Single-point mutation of mitochondrial DNA (mtDNA) has been confirmed to be involved in some inheritance of mitochondrial myopathy such as Mitochondrial Encephalopathy, Lactic acidosis, And Stroke-like syndrome (MELAS) and Myoclonic Epilepsy and Ragged-Red Fibers (MERRF). The A-to-G mutation at nucleotide 8344 accounts for 80 to 90% of MERRF syndrome. More than 80% of MELAS patients carry the A3243G mutation. The location of these two point mutations were identified in the transfer RNA (tRNA). It remains unknown why these particular tRNA point mutations caused the abnormal phenotypes.

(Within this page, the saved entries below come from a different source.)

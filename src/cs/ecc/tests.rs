use crate::cs::ecc::{
    decode, decode_frame, encode, encode_sample16, encode_stream, pack_bits, split16, unpack_bits,
    Codeword, DataUnit, FRAME_BITS, FRAME_BYTES,
};
use bitvec::prelude::*;
use rand::rngs::StdRng;
use rand::{Rng, SeedableRng};

fn all_units() -> impl Iterator<Item = DataUnit> {
    (0..16u8).map(DataUnit::from_nibble)
}

#[test]
fn test_round_trip_all_units() {
    for unit in all_units() {
        let decoded = decode(encode(unit.bits()).unwrap().bits()).unwrap();
        assert_eq!(decoded.data, unit);
        assert_eq!(decoded.syndrome.value(), 0);
        assert!(!decoded.corrected);
    }
}

#[test]
fn test_single_bit_correction_all_positions() {
    for unit in all_units() {
        let codeword = unit.encode();
        for idx in 0..7 {
            let mut bits = *codeword.bits();
            bits[idx] ^= 1;

            let decoded = decode(&bits).unwrap();
            assert_eq!(decoded.data, unit, "unit {} bit {}", unit, idx);
            assert_eq!(decoded.syndrome.value() as usize, idx + 1);
            assert!(decoded.corrected);
            assert_eq!(decoded.codeword, codeword);
        }
    }
}

#[test]
fn test_parity_equations() {
    for unit in all_units() {
        let [d3, d2, d1, d0] = *unit.bits();
        let c = unit.encode();
        assert_eq!(c.bit(1), Some(d3 ^ d2 ^ d0));
        assert_eq!(c.bit(2), Some(d3 ^ d1 ^ d0));
        assert_eq!(c.bit(3), Some(d3));
        assert_eq!(c.bit(4), Some(d2 ^ d1 ^ d0));
        assert_eq!(c.bit(5), Some(d2));
        assert_eq!(c.bit(6), Some(d1));
        assert_eq!(c.bit(7), Some(d0));
    }
}

#[test]
fn test_codewords_are_distinct() {
    // Minimum distance 3 between any two codewords
    let codewords: Vec<Codeword> = all_units().map(|u| u.encode()).collect();
    for (i, a) in codewords.iter().enumerate() {
        for b in &codewords[i + 1..] {
            let distance = a
                .bits()
                .iter()
                .zip(b.bits())
                .filter(|(x, y)| x != y)
                .count();
            assert!(distance >= 3, "{} vs {}", a, b);
        }
    }
}

#[test]
fn test_frame_round_trip_all_values() {
    for value in 0..=u16::MAX {
        let frame = encode_sample16(value);
        assert_eq!(frame.len(), FRAME_BYTES);

        let bits = unpack_bits(&frame, FRAME_BITS).unwrap();
        let nibbles: Vec<u8> = bits
            .chunks_exact(7)
            .map(|code| decode(code).unwrap())
            .inspect(|d| assert!(!d.corrected))
            .map(|d| d.data.nibble())
            .collect();

        let expected: Vec<u8> = split16(value).iter().map(|u| u.nibble()).collect();
        assert_eq!(nibbles, expected, "value {:#06x}", value);
    }
}

#[test]
fn test_packing_length_and_padding() {
    for value in [0u16, 1, 0x7FFF, 0x8000, 0xFFFF, 0xA5A5] {
        let stream = encode_stream(value);
        let bits: Vec<u8> = stream.iter().by_vals().map(u8::from).collect();
        assert_eq!(bits.len(), 28);

        let packed = pack_bits(&bits);
        assert_eq!(packed.len(), 4);
        assert_eq!(packed[3] & 0x0F, 0);
        assert_eq!(packed, encode_sample16(value));
    }
}

#[test]
fn test_signed_sample_magnitude_framing() {
    let samples: [i16; 4] = [-1, 1, -32768, 32767];
    for sample in samples {
        let word = sample.unsigned_abs();
        let decoded = decode_frame(&encode_sample16(word)).unwrap();
        assert_eq!(decoded.value(), word);
    }
    assert_eq!(encode_sample16((-17i16).unsigned_abs()), encode_sample16(17));
}

#[test]
fn test_random_single_error_per_codeword() {
    let mut rng = StdRng::seed_from_u64(42);

    for _ in 0..1000 {
        let value: u16 = rng.gen();
        let mut frame = encode_sample16(value);

        // One flipped bit in each of the four codewords
        let bits = frame.view_bits_mut::<Msb0>();
        for unit in 0..4 {
            let idx = unit * 7 + rng.gen_range(0..7);
            let old = bits[idx];
            bits.set(idx, !old);
        }

        let decoded = decode_frame(&frame).unwrap();
        assert_eq!(decoded.value(), value);
        assert_eq!(decoded.corrections(), 4);
    }
}

#[test]
fn test_random_double_error_is_not_reliable() {
    let mut rng = StdRng::seed_from_u64(7);
    let mut wrong = 0;

    for _ in 0..200 {
        let unit = DataUnit::from_nibble(rng.gen_range(0..16));
        let first = rng.gen_range(1..=7);
        let mut second = rng.gen_range(1..=7);
        while second == first {
            second = rng.gen_range(1..=7);
        }

        let damaged = unit.encode().flip(first).unwrap().flip(second).unwrap();
        let decoded = damaged.decode();

        // Two errors always leave a nonzero syndrome, so a "correction" is always claimed
        assert!(decoded.corrected);
        assert_eq!(decoded.syndrome.value() as usize, first ^ second);
        if decoded.data != unit {
            wrong += 1;
        }
    }

    // Flips a, b and a^b form another codeword, so the data is always wrong
    assert_eq!(wrong, 200);
}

Some studies have demonstrated that Reactive Oxygen Species (ROS) production, alteration in antioxidant defenses and detoxification enzymes is involved in the pathogenesis of MERRF and MELAS syndrome. More and more reports revealed a potential role of oxidative stress within dysregulated mitochondrial network in lesion tissue. However, structural integrity and appropriate distribution and dynamics of mitochondria have to be maintained to execute normal physiological functions. Therefore, we integrated light and electron microscopy to illuminate mosaic mechanisms of the altered mitochondrial distribution and dynamics in cultured skin fibroblasts from patients with mitochondrial tRNA mutations.